» Activity
Pick out all lines of the entries that include the word "seaORM" and copy them.

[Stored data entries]
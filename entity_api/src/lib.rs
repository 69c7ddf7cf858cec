use chrono::{Days, Utc};
use password_auth::generate_hash;
use sea_orm::{ActiveModelTrait, DatabaseConnection, Set, Value};
use std::collections::HashMap;

pub use entity::{
    appointment_status::AppointmentStatus, appointments, customer_response::CustomerResponse,
    customers, employees, packages, services, social_accounts, social_posts, social_reviews,
    tenants, users, waitlist_entries, waitlist_status::WaitlistStatus, Id,
};

pub mod appointment;
pub mod customer;
pub mod employee;
pub mod error;
pub mod mutate;
pub mod package;
pub mod query;
pub mod service;
pub mod social_account;
pub mod social_post;
pub mod social_review;
pub mod tenant;
pub mod user;
pub mod waitlist_entry;

pub(crate) fn uuid_parse_str(uuid_str: &str) -> Result<Id, error::Error> {
    Id::parse_str(uuid_str).map_err(|_| error::Error {
        source: None,
        error_kind: error::EntityApiErrorKind::InvalidQueryTerm,
    })
}

/// `QueryFilterMap` is a data structure that serves as a bridge for translating filter parameters
/// between different layers of the application. It is essentially a wrapper around a `HashMap`
/// where the keys are filter parameter names (as `String`) and the values are optional `Value` types
/// from `sea_orm`.
///
/// This structure is particularly useful in scenarios where you need to pass filter parameters
/// from a web request down to the database query layer in a type-safe and organized manner.
///
/// # Example
///
/// ```
/// use sea_orm::Value;
/// use entity_api::QueryFilterMap;
///
/// let mut query_filter_map = QueryFilterMap::new();
/// query_filter_map.insert("tenant_id".to_string(), Some(Value::String(Some(Box::new("a_tenant_id".to_string())))));
/// let filter_value = query_filter_map.get("tenant_id");
/// ```
pub struct QueryFilterMap {
    map: HashMap<String, Option<Value>>,
}

impl QueryFilterMap {
    pub fn new() -> Self {
        Self {
            map: HashMap::new(),
        }
    }

    pub fn get(&self, key: &str) -> Option<Value> {
        // HashMap.get returns an Option and so we need to "flatten" this to a single Option
        self.map
            .get(key)
            .and_then(|inner_option| inner_option.clone())
    }

    pub fn insert(&mut self, key: String, value: Option<Value>) {
        self.map.insert(key, value);
    }
}

impl Default for QueryFilterMap {
    fn default() -> Self {
        Self::new()
    }
}

/// `IntoQueryFilterMap` is a trait that provides a method for converting a struct into a `QueryFilterMap`.
/// This is particularly useful for translating data between different layers of the application,
/// such as from web request parameters to database query filters.
///
/// # Example
///
/// ```
/// use entity_api::QueryFilterMap;
/// use entity_api::IntoQueryFilterMap;
///
/// #[derive(Debug)]
/// struct MyParams {
///     tenant_id: String,
/// }
///
/// impl IntoQueryFilterMap for MyParams {
///     fn into_query_filter_map(self) -> QueryFilterMap {
///         let mut query_filter_map = QueryFilterMap::new();
///         query_filter_map.insert(
///             "tenant_id".to_string(),
///             Some(sea_orm::Value::String(Some(Box::new(self.tenant_id)))),
///         );
///         query_filter_map
///     }
/// }
/// ```
pub trait IntoQueryFilterMap {
    fn into_query_filter_map(self) -> QueryFilterMap;
}

pub async fn seed_database(db: &DatabaseConnection) {
    let now = Utc::now();

    let _admin_user: users::ActiveModel = users::ActiveModel {
        email: Set("admin@glowdesk.app".to_owned()),
        first_name: Set("Admin".to_owned()),
        last_name: Set("User".to_owned()),
        display_name: Set(Some("Admin User".to_owned())),
        password: Set(generate_hash("k7mPx&4wNq!2vZr8sTby3c")),
        created_at: Set(now.into()),
        updated_at: Set(now.into()),
        ..Default::default()
    }
    .save(db)
    .await
    .unwrap();

    let _front_desk: users::ActiveModel = users::ActiveModel {
        email: Set("reception@glowandco.example".to_owned()),
        first_name: Set("Dana".to_owned()),
        last_name: Set("Reyes".to_owned()),
        display_name: Set(Some("Dana R".to_owned())),
        password: Set(generate_hash("password")),
        created_at: Set(now.into()),
        updated_at: Set(now.into()),
        ..Default::default()
    }
    .save(db)
    .await
    .unwrap();

    let glow_and_co = tenants::ActiveModel {
        name: Set("Glow & Co".to_owned()),
        slug: Set("glow-co".to_owned()),
        contact_email: Set(Some("hello@glowandco.example".to_owned())),
        contact_phone: Set(Some("+1-555-0134".to_owned())),
        created_at: Set(now.into()),
        updated_at: Set(now.into()),
        ..Default::default()
    }
    .save(db)
    .await
    .unwrap();

    let _acme_clinic = tenants::ActiveModel {
        name: Set("Acme Clinic".to_owned()),
        slug: Set("acme-clinic".to_owned()),
        contact_email: Set(Some("desk@acmeclinic.example".to_owned())),
        created_at: Set(now.into()),
        updated_at: Set(now.into()),
        ..Default::default()
    }
    .save(db)
    .await
    .unwrap();

    let tenant_id = glow_and_co.id.clone().unwrap();

    let mia = customers::ActiveModel {
        tenant_id: Set(tenant_id),
        first_name: Set("Mia".to_owned()),
        last_name: Set("Tanaka".to_owned()),
        email: Set(Some("mia.tanaka@example.com".to_owned())),
        phone: Set(Some("+1-555-0178".to_owned())),
        created_at: Set(now.into()),
        updated_at: Set(now.into()),
        ..Default::default()
    }
    .save(db)
    .await
    .unwrap();

    let stylist = employees::ActiveModel {
        tenant_id: Set(tenant_id),
        first_name: Set("Noor".to_owned()),
        last_name: Set("Haddad".to_owned()),
        role_title: Set(Some("Senior Stylist".to_owned())),
        created_at: Set(now.into()),
        updated_at: Set(now.into()),
        ..Default::default()
    }
    .save(db)
    .await
    .unwrap();

    let balayage = services::ActiveModel {
        tenant_id: Set(tenant_id),
        name: Set("Balayage".to_owned()),
        description: Set(Some("Full balayage with toner and blowout".to_owned())),
        duration_minutes: Set(150),
        price_cents: Set(22000),
        created_at: Set(now.into()),
        updated_at: Set(now.into()),
        ..Default::default()
    }
    .save(db)
    .await
    .unwrap();

    packages::ActiveModel {
        tenant_id: Set(tenant_id),
        name: Set("Glow Pass".to_owned()),
        description: Set(Some("Five facials, valid for six months".to_owned())),
        session_count: Set(5),
        price_cents: Set(45000),
        valid_for_days: Set(Some(180)),
        created_at: Set(now.into()),
        updated_at: Set(now.into()),
        ..Default::default()
    }
    .save(db)
    .await
    .unwrap();

    appointments::ActiveModel {
        tenant_id: Set(tenant_id),
        customer_id: Set(mia.id.clone().unwrap()),
        service_id: Set(balayage.id.clone().unwrap()),
        employee_id: Set(Some(stylist.id.clone().unwrap())),
        starts_at: Set((now + chrono::Duration::days(3)).into()),
        ends_at: Set(Some((now + chrono::Duration::days(3) + chrono::Duration::minutes(150)).into())),
        status: Set(AppointmentStatus::Pending),
        customer_response: Set(CustomerResponse::Pending),
        confirmation_token: Set(Id::new_v4()),
        created_at: Set(now.into()),
        updated_at: Set(now.into()),
        ..Default::default()
    }
    .save(db)
    .await
    .unwrap();

    waitlist_entries::ActiveModel {
        tenant_id: Set(tenant_id),
        customer_id: Set(mia.id.clone().unwrap()),
        service_id: Set(balayage.id.clone().unwrap()),
        requested_date: Set(now.date_naive().checked_add_days(Days::new(10))),
        status: Set(WaitlistStatus::Waiting),
        notes: Set(Some("Prefers weekday mornings".to_owned())),
        created_at: Set(now.into()),
        updated_at: Set(now.into()),
        ..Default::default()
    }
    .save(db)
    .await
    .unwrap();

    let instagram = social_accounts::ActiveModel {
        tenant_id: Set(tenant_id),
        platform: Set("instagram".to_owned()),
        handle: Set("@glowandco".to_owned()),
        created_at: Set(now.into()),
        updated_at: Set(now.into()),
        ..Default::default()
    }
    .save(db)
    .await
    .unwrap();

    social_posts::ActiveModel {
        social_account_id: Set(instagram.id.clone().unwrap()),
        caption: Set(Some("Fresh balayage for the weekend".to_owned())),
        permalink: Set("https://instagram.example/p/abc123".to_owned()),
        posted_at: Set(now.into()),
        created_at: Set(now.into()),
        updated_at: Set(now.into()),
        ..Default::default()
    }
    .save(db)
    .await
    .unwrap();

    social_reviews::ActiveModel {
        tenant_id: Set(tenant_id),
        author: Set("J. Morales".to_owned()),
        rating: Set(5),
        body: Set("Best balayage in town, Noor is fantastic.".to_owned()),
        reviewed_at: Set(now.into()),
        created_at: Set(now.into()),
        updated_at: Set(now.into()),
        ..Default::default()
    }
    .save(db)
    .await
    .unwrap();
}

#[cfg(test)]
// We need to gate seaORM's mock feature behind conditional compilation because
// the feature removes the Clone trait implementation from seaORM's DatabaseConnection.
// see https://github.com/SeaQL/sea-orm/issues/830
#[cfg(feature = "mock")]
mod tests {
    use super::*;

    #[tokio::test]
    async fn uuid_parse_str_parses_valid_uuid() {
        let uuid_str = "a98c3295-0933-44cb-89db-7db0f7250fb1";
        let uuid = uuid_parse_str(uuid_str).unwrap();
        assert_eq!(uuid.to_string(), uuid_str);
    }

    #[tokio::test]
    async fn uuid_parse_str_returns_error_for_invalid_uuid() {
        let uuid_str = "invalid";
        let result = uuid_parse_str(uuid_str);
        assert!(result.is_err());
    }
}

» Completed task
// We need to gate seaORM's mock feature behind conditional compilation because
// the feature removes the Clone trait implementation from seaORM's DatabaseConnection.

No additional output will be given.